A pesar de que es de noche, un gran tubo de acero taladra una calle cercana. La velocidad de la penetración es sonora y dolorosa. Le pregunto, como si no me importara, exagerando el interés, por el chef con el que ha estado acostándose, que se enamoró más o menos de ella y al que ella más o menos aconsejó, como toda una neoyorquina, que no confiara en que ella desarrollaría más sentimientos por él que el cariño y el deseo que ya siente. “El tema –dice– se resolvió cuando le dije que me iba; así empecé a irme de aquí.”

Tomamos té de menta porque yo no puedo beber alcohol, tengo una vena tapada en el brazo izquierdo y me administro un coctel de antibióticos y anticoagulantes que me permite jugar el papel de enferma; de lo contrario habríamos tomado algún vino tinto que me habría alegrado la cena. En un refractario de cristal estira salmón barato.

Carolina cocinaba casi todos los días cuando vivíamos juntas en mi departamento al norte de Brooklyn. Por ella aprendí a preparar cuscúsy quínoa, que a mí nunca se me habría ocurrido comprar en el supermercado al que íbamos los lunes por las noches, cuando salíamos cada una de su universidad, yo de clases y ella de trabajar; cenábamos en un diner special hindú al que los comensales pueden llevar su propio alcohol y que nos quedaba de camino hacia el metro para salir de Manhattan.

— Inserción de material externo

//! Transaction pipeline: resolve defaults, mutate, build companions, sign

pub mod companion;
pub mod modifier;
pub mod params;
pub mod resolver;
pub mod signer;

pub use companion::{PreSend, PreSendOutput};
pub use modifier::{
    apply_all, Modifier, ModifierContext, Override, PayloadOverride, RecipientOverride,
    ValueOverride,
};
pub use resolver::{FeeHeuristics, ParameterResolver};
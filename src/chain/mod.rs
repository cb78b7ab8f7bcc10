//! Chain module - read access to the node under test
//!
//! This module provides:
//! - The `ChainState` seam used by the resolver, modifiers and confirmation waiter
//! - A deadline-bound HTTP provider implementing it
//! - Best-effort confirmation polling

pub mod confirmation;
pub mod provider;

pub use confirmation::{Confirmation, ConfirmationWaiter};
pub use provider::ChainProvider;

use crate::error::HarnessResult;

use async_trait::async_trait;
use ethers::types::{Address, Bytes, TransactionReceipt, H256, U256};

/// Live chain queries consumed by the transaction pipeline
#[async_trait]
pub trait ChainState: Send + Sync {
    /// Pending transaction count of `address`
    async fn pending_nonce(&self, address: Address) -> HarnessResult<u64>;

    /// Gas estimate for a call from `from` to `to` carrying `data`
    async fn estimate_gas(
        &self,
        from: Address,
        to: Option<Address>,
        data: Bytes,
    ) -> HarnessResult<u64>;

    /// Node-suggested legacy gas price
    async fn gas_price(&self) -> HarnessResult<U256>;

    /// `baseFeePerGas` of the latest block header, if the chain exposes one
    async fn latest_base_fee(&self) -> HarnessResult<Option<U256>>;

    async fn balance(&self, address: Address) -> HarnessResult<U256>;

    async fn transaction_receipt(&self, tx_hash: H256) -> HarnessResult<Option<TransactionReceipt>>;
}
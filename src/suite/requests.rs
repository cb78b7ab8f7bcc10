//! Request-only catalogs and the transaction scenario test case

use super::{RunContext, TestCase};
use crate::contract::{default_payload, selector};
use crate::error::HarnessResult;
use crate::rpc::{parse_reply, JsonRpcRequest, RpcPayload};
use crate::scenario::{
    send_raw_transaction_scenarios, ScenarioExecutor, ScenarioPhase, ScenarioReport,
    SEND_RAW_TRANSACTION,
};

use async_trait::async_trait;
use ethers::types::Address;
use serde_json::{json, Value};
use tracing::{debug, warn};

/// Address with no deployed code on any configured network
const UNRELATED_ADDRESS: &str = "0x742d35Cc6634C0532925a3b844Bc454e4438f44e";

/// What the catalogs may refer to
pub struct RequestInputs {
    pub from: Address,
    pub to_contract: Address,
    pub invalid_contract: Address,
}

/// A described request sent as is
pub struct CatalogRequest {
    pub description: &'static str,
    pub request: JsonRpcRequest,
}

fn entry(description: &'static str, id: u64, method: &str, params: Vec<Value>) -> CatalogRequest {
    CatalogRequest {
        description,
        request: JsonRpcRequest::new(id, method, params),
    }
}

/// Test case replaying a fixed catalog of single requests
pub struct RequestCase {
    name: &'static str,
    requires_contract: bool,
    catalog: fn(&RequestInputs) -> HarnessResult<Vec<CatalogRequest>>,
}

impl RequestCase {
    pub fn balance() -> Self {
        Self {
            name: "eth_getBalance",
            requires_contract: false,
            catalog: balance_requests,
        }
    }

    pub fn code_at() -> Self {
        Self {
            name: "eth_getCode",
            requires_contract: true,
            catalog: code_at_requests,
        }
    }

    pub fn call() -> Self {
        Self {
            name: "eth_call",
            requires_contract: true,
            catalog: call_requests,
        }
    }

    pub fn estimate_gas() -> Self {
        Self {
            name: "eth_estimateGas",
            requires_contract: true,
            catalog: estimate_gas_requests,
        }
    }

    pub fn requests(&self, inputs: &RequestInputs) -> HarnessResult<Vec<CatalogRequest>> {
        (self.catalog)(inputs)
    }
}

#[async_trait]
impl TestCase for RequestCase {
    fn name(&self) -> &'static str {
        self.name
    }

    fn requires_contract(&self) -> bool {
        self.requires_contract
    }

    async fn execute(&self, ctx: &RunContext) -> HarnessResult<Vec<ScenarioReport>> {
        let inputs = RequestInputs {
            from: ctx.from(),
            to_contract: ctx.to_contract.unwrap_or_default(),
            invalid_contract: ctx.invalid_contract,
        };

        let mut reports = Vec::new();
        for item in self.requests(&inputs)? {
            let description = item.description;
            let mut report = ScenarioReport::for_request(item.request.id, description);
            let payload = RpcPayload::Single(item.request);
            let request_json = payload.to_json()?;
            ctx.reporter.request(description, &request_json)?;
            report.request = Some(request_json);

            match ctx.rpc.send(&payload).await {
                Ok(body) => {
                    report.enter(ScenarioPhase::Submitted);
                    ctx.reporter.response(&body, None)?;
                    match parse_reply(&body) {
                        Ok(reply) => report.rpc_errors = reply.errors,
                        Err(e) => {
                            warn!(request = description, "{}", e);
                            report.inconclusive = true;
                        }
                    }
                    report.response = Some(body);
                }
                Err(e) => {
                    warn!(request = description, "Request failed: {}", e);
                    ctx.reporter.failure(&e.to_string())?;
                    report.fail(e.to_string());
                }
            }
            debug!(request = description, outcome = %report.outcome(), "Request finished");
            crate::metrics::record_scenario(report.outcome().as_str());
            reports.push(report);
        }
        Ok(reports)
    }
}

fn balance_requests(inputs: &RequestInputs) -> HarnessResult<Vec<CatalogRequest>> {
    Ok(vec![
        entry(
            "Valid account balance request",
            1,
            "eth_getBalance",
            vec![json!(inputs.from), json!("latest")],
        ),
        entry(
            "Invalid account format",
            2,
            "eth_getBalance",
            vec![json!("0x1234"), json!("latest")],
        ),
    ])
}

fn code_at_requests(inputs: &RequestInputs) -> HarnessResult<Vec<CatalogRequest>> {
    let to = json!(inputs.to_contract);
    Ok(vec![
        entry("Proper request", 1, "eth_getCode", vec![to.clone(), json!("latest")]),
        entry(
            "Invalid contract address",
            2,
            "eth_getCode",
            vec![json!(inputs.invalid_contract), json!("latest")],
        ),
        entry(
            "Unsupported block parameter",
            3,
            "eth_getCode",
            vec![to.clone(), json!("unsupported")],
        ),
        entry(
            "Incorrect method name",
            4,
            "eth_wrongGetCode",
            vec![to.clone(), json!("latest")],
        ),
        entry(
            "Invalid contract address format",
            5,
            "eth_getCode",
            vec![json!(0xabcdef), json!("latest")],
        ),
        entry(
            "Invalid block parameter format",
            6,
            "eth_getCode",
            vec![to.clone(), json!(0xabcdef)],
        ),
        entry(
            "Too many arguments",
            7,
            "eth_getCode",
            vec![to, json!("latest"), json!("latest")],
        ),
    ])
}

fn call_requests(inputs: &RequestInputs) -> HarnessResult<Vec<CatalogRequest>> {
    let retrieve = format!("0x{}", hex::encode(selector("retrieve()")));
    Ok(vec![
        entry(
            "Proper request",
            1,
            "eth_call",
            vec![json!({"to": inputs.to_contract, "data": retrieve}), json!("latest")],
        ),
        entry(
            "Invalid contract",
            3,
            "eth_call",
            vec![
                json!({"to": inputs.invalid_contract, "data": retrieve}),
                json!("latest"),
            ],
        ),
        entry("Invalid params types", 4, "eth_call", vec![json!("latest")]),
        entry(
            "Invalid 1st argument",
            5,
            "eth_call",
            vec![json!({"to": "0x1234"}), json!("latest")],
        ),
        entry(
            "Invalid 2nd argument",
            6,
            "eth_call",
            vec![json!({"to": UNRELATED_ADDRESS}), json!("unsupported")],
        ),
        entry(
            "Incorrect method name",
            7,
            "eth_wrongCall",
            vec![json!({"to": UNRELATED_ADDRESS}), json!("latest")],
        ),
        entry(
            "Missing 'data' field for contract function call",
            8,
            "eth_call",
            vec![json!({"to": UNRELATED_ADDRESS}), json!("latest")],
        ),
        entry(
            "Invalid 'data' field",
            9,
            "eth_call",
            vec![
                json!({"to": UNRELATED_ADDRESS, "data": "0x123invalid"}),
                json!("latest"),
            ],
        ),
        entry(
            "Invalid block parameter format",
            10,
            "eth_call",
            vec![
                json!({"to": UNRELATED_ADDRESS, "data": "0x12345678"}),
                json!(0xabcdef),
            ],
        ),
    ])
}

fn estimate_gas_requests(inputs: &RequestInputs) -> HarnessResult<Vec<CatalogRequest>> {
    let store = default_payload()?;
    let call = |to: Address| json!({"from": inputs.from, "to": to, "data": store});
    Ok(vec![
        entry(
            "Proper request",
            1,
            "eth_estimateGas",
            vec![call(inputs.to_contract)],
        ),
        entry(
            "Invalid contract",
            3,
            "eth_estimateGas",
            vec![call(inputs.invalid_contract)],
        ),
        entry("Invalid params types", 4, "eth_estimateGas", vec![json!("latest")]),
        entry(
            "Incorrect method name",
            5,
            "eth_wrongEstimateGas",
            vec![call(inputs.to_contract)],
        ),
        entry(
            "Invalid 1st argument",
            6,
            "eth_estimateGas",
            vec![json!({"to": "0x1234"})],
        ),
        entry(
            "Invalid data field",
            7,
            "eth_estimateGas",
            vec![json!({"to": UNRELATED_ADDRESS, "data": "0x123invalid"})],
        ),
        entry(
            "Missing from field",
            8,
            "eth_estimateGas",
            vec![json!({"to": UNRELATED_ADDRESS, "data": "0x12345678"})],
        ),
    ])
}

/// Drives every transaction scenario through the pipeline
pub struct SendRawTransactionCase;

#[async_trait]
impl TestCase for SendRawTransactionCase {
    fn name(&self) -> &'static str {
        SEND_RAW_TRANSACTION
    }

    fn requires_contract(&self) -> bool {
        true
    }

    async fn execute(&self, ctx: &RunContext) -> HarnessResult<Vec<ScenarioReport>> {
        let executor = ScenarioExecutor::new(ctx);
        let mut reports = Vec::new();
        for scenario in send_raw_transaction_scenarios(ctx.invalid_contract)? {
            reports.push(executor.run(&scenario).await?);
        }
        Ok(reports)
    }
}
//! Faultline - fault-injection harness for JSON-RPC Ethereum nodes
//!
//! Sends deliberately malformed, conflicting and boundary-case requests and
//! transactions to a node and records every exchange to a plain-text report.

use anyhow::{Context, Result};
use std::sync::Arc;
use tokio::signal;
use tracing::{error, info, warn};

mod chain;
mod config;
mod contract;
mod error;
mod metrics;
mod report;
mod rpc;
mod scenario;
mod suite;
#[cfg(test)]
mod testing;
mod tx;

use chain::ChainProvider;
use config::Settings;
use report::{ReportSink, Reporter, WriterSink};
use suite::RunContext;

#[tokio::main]
async fn main() -> Result<()> {
    // Initialize logging
    init_logging();

    info!("Starting Faultline v{}", env!("CARGO_PKG_VERSION"));

    // Load configuration
    let settings = Settings::load()?;
    let network = settings.network()?;
    info!(
        "Loaded configuration for network {} ({})",
        settings.harness.network, network.rpc_url
    );
    if let Some(node_type) = &network.local_node_type {
        info!("Target is a local {} node", node_type);
    }

    // Readiness probe; an unreachable node aborts the run
    let provider = ChainProvider::new(&network.rpc_url, settings.harness.rpc_timeout())?;
    provider.ensure_ready(network.chain_id).await?;

    let sink: Arc<dyn ReportSink> = match &settings.report.path {
        Some(path) => Arc::new(
            WriterSink::file(path).with_context(|| format!("Failed to open report {:?}", path))?,
        ),
        None => Arc::new(WriterSink::stdout()),
    };
    let reporter = Reporter::new(sink, settings.harness.max_logged_request_len);

    let ctx = RunContext::from_settings(&settings, Arc::new(provider), reporter)?;
    info!("Sending from {:?} on chain {}", ctx.from(), ctx.chain_id);

    let run_id = uuid::Uuid::new_v4().to_string();
    let started = chrono::Utc::now();
    ctx.reporter
        .header(&run_id, &settings.harness.network, &started.to_rfc3339())?;
    info!(run_id = %run_id, "Run started");

    let result = tokio::select! {
        result = suite::run_tests(&ctx, &settings.harness.tests) => Some(result),
        _ = shutdown_signal() => None,
    };

    if let Some(path) = &settings.report.metrics_textfile {
        if let Err(e) = metrics::write_textfile(path) {
            warn!("Failed to write metrics: {}", e);
        }
    }

    let elapsed = chrono::Utc::now() - started;
    match result {
        Some(Ok(summary)) => {
            info!(
                run_id = %run_id,
                total = summary.total(),
                outcomes = ?summary.outcomes,
                skipped = ?summary.skipped,
                elapsed_ms = elapsed.num_milliseconds(),
                "Run complete"
            );
            Ok(())
        }
        Some(Err(e)) => {
            error!(run_id = %run_id, "Run aborted: {}", e);
            Err(e.into())
        }
        None => {
            warn!(run_id = %run_id, "Interrupted, stopping");
            Ok(())
        }
    }
}

fn init_logging() {
    use tracing_subscriber::{fmt, prelude::*, EnvFilter};

    let filter = EnvFilter::try_from_default_env().unwrap_or_else(|_| {
        EnvFilter::new("info,faultline=debug,hyper=warn,reqwest=warn")
    });

    // Report lines own stdout
    tracing_subscriber::registry()
        .with(filter)
        .with(
            fmt::layer()
                .with_writer(std::io::stderr)
                .with_target(true)
                .with_thread_ids(true),
        )
        .init();
}

async fn shutdown_signal() {
    let ctrl_c = async {
        if let Err(e) = signal::ctrl_c().await {
            error!("Failed to install Ctrl+C handler: {}", e);
            std::future::pending::<()>().await;
        }
    };

    #[cfg(unix)]
    let terminate = async {
        match signal::unix::signal(signal::unix::SignalKind::terminate()) {
            Ok(mut stream) => {
                stream.recv().await;
            }
            Err(e) => {
                error!("Failed to install signal handler: {}", e);
                std::future::pending::<()>().await;
            }
        }
    };

    #[cfg(not(unix))]
    let terminate = std::future::pending::<()>();

    tokio::select! {
        _ = ctrl_c => {},
        _ = terminate => {},
    }
}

En la casa donde crecí se cocinaba poco; a mi madre se le queman las quesadillas y mi padre sabe hacer huevos fritos, hot cakes de caja, que voltea en el aire, y su tortilla de patatas, prueba de su otra nacionalidad. Ella, en cambio, creció con su abuela, quien le transmitió la sabiduría para experimentar con la lógica de los sabores, una sensibilidad milenaria para combinar las hierbas y los aceites, según los granos o las carnes. Yo le aprendí a Carolina a crecer hojas de albahaca para molerlas y sazonar el queso ricota o a tostar las semillas de girasol –a las que ella llama semillas de maravilla– para esparcirlas sobre las ensaladas; las primeras veces que realicé aquella labor se me quemaban porque me distraía, pero con el tiempo aprendí a ser cuidadosa.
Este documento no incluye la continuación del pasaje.